I’m going to the Big Chilango, Makina said; no bush-beating for Mr. Q, no lengthy preambles or kowtows here: even if it seemed that skimming the news was downtime, that was where his world was at work; and she added On a bus, to take care of some family business.
You’re going to cross, said Mr. Q. It wasn’t a question. Of course not. Forget trying to figure out how he’d heard about it so fast.
You’re going to cross, Mr. Q repeated, and this time it sounded like an order. You’re going to cross and you’re going to get your feet wet and you’re going to be up against real roughnecks; you’ll get desperate, of course, but you’ll see wonders and in the end you’ll find your brother, and even if you’re sad, you’ll wind up where you need to be. Once you arrive, there will be people to take care of everything you require.
He spoke each word very clearly, without stressing any, without moving a single muscle that wasn’t strictly necessary. He stopped speaking and took one of Makina’s hands, wrapped his fist around it and said This is your heart. Got it?

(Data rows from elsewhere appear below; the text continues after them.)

//! Transfer orchestrator
//!
//! Drives the cancellable, strictly sequential transfer of a computed plan:
//! `idle -> running -> {completed | stopped | failed}`. Files are pushed in
//! plan order, progress events are emitted in that same order, and the
//! cancellation token is checked once per plan item on top of the
//! hard-terminate race inside the bridge adapter. Partial progress is never
//! rolled back.

use std::path::Path;
use std::sync::Arc;
use std::time::Instant;

use chrono::{DateTime, Utc};
use tokio_util::sync::CancellationToken;
use tracing::{info, warn};

use droidsync_core::domain::device::DeviceSession;
use droidsync_core::domain::errors::SyncError;
use droidsync_core::domain::plan::{DiffPolicy, SyncPlan};
use droidsync_core::ports::bridge::{BridgeClient, PushOutcome};
use droidsync_core::DEVICE_MUSIC_DIR;

use crate::connection::ConnectionManager;
use crate::diff::DiffDriver;

/// Per-file progress notification
#[derive(Debug, Clone)]
pub struct ProgressEvent {
    /// 1-based position in the plan
    pub index: usize,
    /// Plan length
    pub total: usize,
    /// File name just transferred
    pub file: String,
    /// Throughput of this transfer
    pub kib_per_sec: f64,
}

/// Callback invoked after each successful push, in plan order
pub type ProgressCallback = Box<dyn Fn(&ProgressEvent) + Send + Sync>;

/// Accounting for one finished (or stopped) run
#[derive(Debug, Clone)]
pub struct TransferReport {
    pub started_at: DateTime<Utc>,
    pub duration_ms: u64,
    /// Plan length at computation time
    pub planned: usize,
    /// Files that arrived on the device
    pub pushed: u32,
    /// Files that vanished locally between planning and transfer
    pub skipped: u32,
    pub bytes_pushed: u64,
}

/// Terminal state of a sync run
#[derive(Debug, Clone)]
pub enum SyncOutcome {
    /// The plan was empty; nothing to do
    AlreadySynced,
    /// Every plan item was processed
    Completed(TransferReport),
    /// Cancellation ended the run early; remaining items were left unsynced
    Stopped(TransferReport),
}

/// Orchestrates sync, clear and delete operations against one device
pub struct TransferOrchestrator {
    bridge: Arc<dyn BridgeClient>,
    connection: ConnectionManager,
    diff: DiffDriver,
    progress: Option<ProgressCallback>,
}

impl TransferOrchestrator {
    pub fn new(bridge: Arc<dyn BridgeClient>, policy: DiffPolicy) -> Self {
        Self {
            connection: ConnectionManager::new(bridge.clone()),
            diff: DiffDriver::new(bridge.clone(), policy),
            bridge,
            progress: None,
        }
    }

    /// Installs the per-file progress callback.
    #[must_use]
    pub fn with_progress(mut self, callback: ProgressCallback) -> Self {
        self.progress = Some(callback);
        self
    }

    /// Pushes every local track missing from the device.
    ///
    /// Asserts a ready device first and fails fast with
    /// [`SyncError::NoDeviceConnected`] before any other bridge traffic.
    /// An empty plan is a success with zero work.
    pub async fn sync_new(
        &self,
        local_dir: &Path,
        cancel: &CancellationToken,
    ) -> Result<SyncOutcome, SyncError> {
        let session = self.connection.ensure_device().await?;
        let plan = self.diff.plan(&session, local_dir).await?;

        if plan.is_empty() {
            info!(device = %session.id(), "All tracks already synced");
            return Ok(SyncOutcome::AlreadySynced);
        }

        info!(
            device = %session.id(),
            files = plan.len(),
            bytes = plan.total_bytes(),
            "Starting transfer"
        );
        self.run_plan(&session, &plan, cancel).await
    }

    /// Clears the device music directory, then syncs.
    ///
    /// `confirmed` must be true before anything is touched: an unconfirmed
    /// call fails with [`SyncError::NotConfirmed`] and issues zero bridge
    /// calls. A failed clear prevents the sync.
    pub async fn clear_and_sync(
        &self,
        local_dir: &Path,
        confirmed: bool,
        cancel: &CancellationToken,
    ) -> Result<SyncOutcome, SyncError> {
        if !confirmed {
            return Err(SyncError::NotConfirmed);
        }
        let session = self.connection.ensure_device().await?;
        info!(device = %session.id(), "Clearing device music directory");
        self.bridge
            .remove_all(session.id(), DEVICE_MUSIC_DIR)
            .await?;
        self.sync_new(local_dir, cancel).await
    }

    /// Deletes everything in the device music directory, no plan involved.
    pub async fn delete_only(&self, confirmed: bool) -> Result<(), SyncError> {
        if !confirmed {
            return Err(SyncError::NotConfirmed);
        }
        let session = self.connection.ensure_device().await?;
        info!(device = %session.id(), "Deleting device music files");
        self.bridge
            .remove_all(session.id(), DEVICE_MUSIC_DIR)
            .await
    }

    async fn run_plan(
        &self,
        session: &DeviceSession,
        plan: &SyncPlan,
        cancel: &CancellationToken,
    ) -> Result<SyncOutcome, SyncError> {
        let started_at = Utc::now();
        let run_start = Instant::now();
        let total = plan.len();
        let mut pushed: u32 = 0;
        let mut skipped: u32 = 0;
        let mut bytes_pushed: u64 = 0;

        let report = |pushed, skipped, bytes_pushed| TransferReport {
            started_at,
            duration_ms: run_start.elapsed().as_millis() as u64,
            planned: total,
            pushed,
            skipped,
            bytes_pushed,
        };

        for (i, track) in plan.tracks().iter().enumerate() {
            if cancel.is_cancelled() {
                info!(
                    device = %session.id(),
                    pushed,
                    remaining = total - i,
                    "Transfer stopped"
                );
                return Ok(SyncOutcome::Stopped(report(pushed, skipped, bytes_pushed)));
            }

            // The plan was computed earlier; the file may have vanished
            // since. That is a per-file failure, not fatal to the run.
            if let Err(err) = tokio::fs::metadata(&track.path).await {
                warn!(file = %track.name, %err, "Local file gone, skipping");
                skipped += 1;
                continue;
            }

            let push_start = Instant::now();
            match self
                .bridge
                .push(session.id(), &track.path, DEVICE_MUSIC_DIR, cancel)
                .await
            {
                Ok(PushOutcome::Completed) => {
                    let secs = push_start.elapsed().as_secs_f64().max(1e-3);
                    let kib_per_sec = track.size as f64 / 1024.0 / secs;
                    pushed += 1;
                    bytes_pushed += track.size;
                    info!(
                        file = %track.name,
                        index = i + 1,
                        total,
                        kib_per_sec,
                        "Pushed"
                    );
                    if let Some(callback) = &self.progress {
                        callback(&ProgressEvent {
                            index: i + 1,
                            total,
                            file: track.name.clone(),
                            kib_per_sec,
                        });
                    }
                }
                Ok(PushOutcome::Interrupted) => {
                    info!(device = %session.id(), pushed, "Transfer stopped mid-push");
                    return Ok(SyncOutcome::Stopped(report(pushed, skipped, bytes_pushed)));
                }
                Err(cause) => {
                    // A race: the token may have fired while the push was
                    // failing for its own reasons. Cancellation wins.
                    if cancel.is_cancelled() {
                        return Ok(SyncOutcome::Stopped(report(pushed, skipped, bytes_pushed)));
                    }
                    return Err(SyncError::TransferFailed {
                        file: track.name.clone(),
                        cause: Box::new(cause),
                    });
                }
            }
        }

        info!(device = %session.id(), pushed, skipped, "Transfer complete");
        Ok(SyncOutcome::Completed(report(pushed, skipped, bytes_pushed)))
    }
}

Mr. Q didn’t blink. The light swept the steam from their coffee cups crossways, infusing the air with its bitter scent. Makina thanked him and versed out of there.
She stopped in the mirrored hall to think for a moment about what Mr. Q had said; sometimes she preferred the crass talk of Mr. Aitch, and certainly the slow celebratory tone with which Mr. Double-U spoke; but with Mr. Q nothing went to waste, it was always like pebbles were pouring from his lips, even if she didn’t rightly know what each one was supposed to mean.
She looked into the mirrors: in front of her was her back: she looked behind but found only the never-ending front, curving forward, as if inviting her to step through its thresholds. If she crossed them all, eventually, after many bends, she’d reach the right place; but it was a place she didn’t trust.
2. The Water Crossing
She couldn’t get lost. Every time she came to the Big Chilango she trod softly, because that was not the place she wanted to leave her mark, and she told herself repeatedly that she couldn’t get lost, and by get lost she meant not a detour or a sidetrack but lost for real, lost forever in the hills of hills cementing the horizon; or lost in the awe of all the living flesh that had built and paid for palaces. That was why she chose to travel underground to the other bus depot. Trains ran around the entire circulatory system but never left the body; down there the heavy air would do her no harm, and she ran no risk of becoming captivated. And she mustn’t get lost or captivated, too many people were waiting for her. Someone was covering her post at the switchboard while she was away, but only she spoke all three tongues and only she had mastered the poker face for bad news and the nonchalance with which certain names, oh, so long yearned for, had to be pronounced.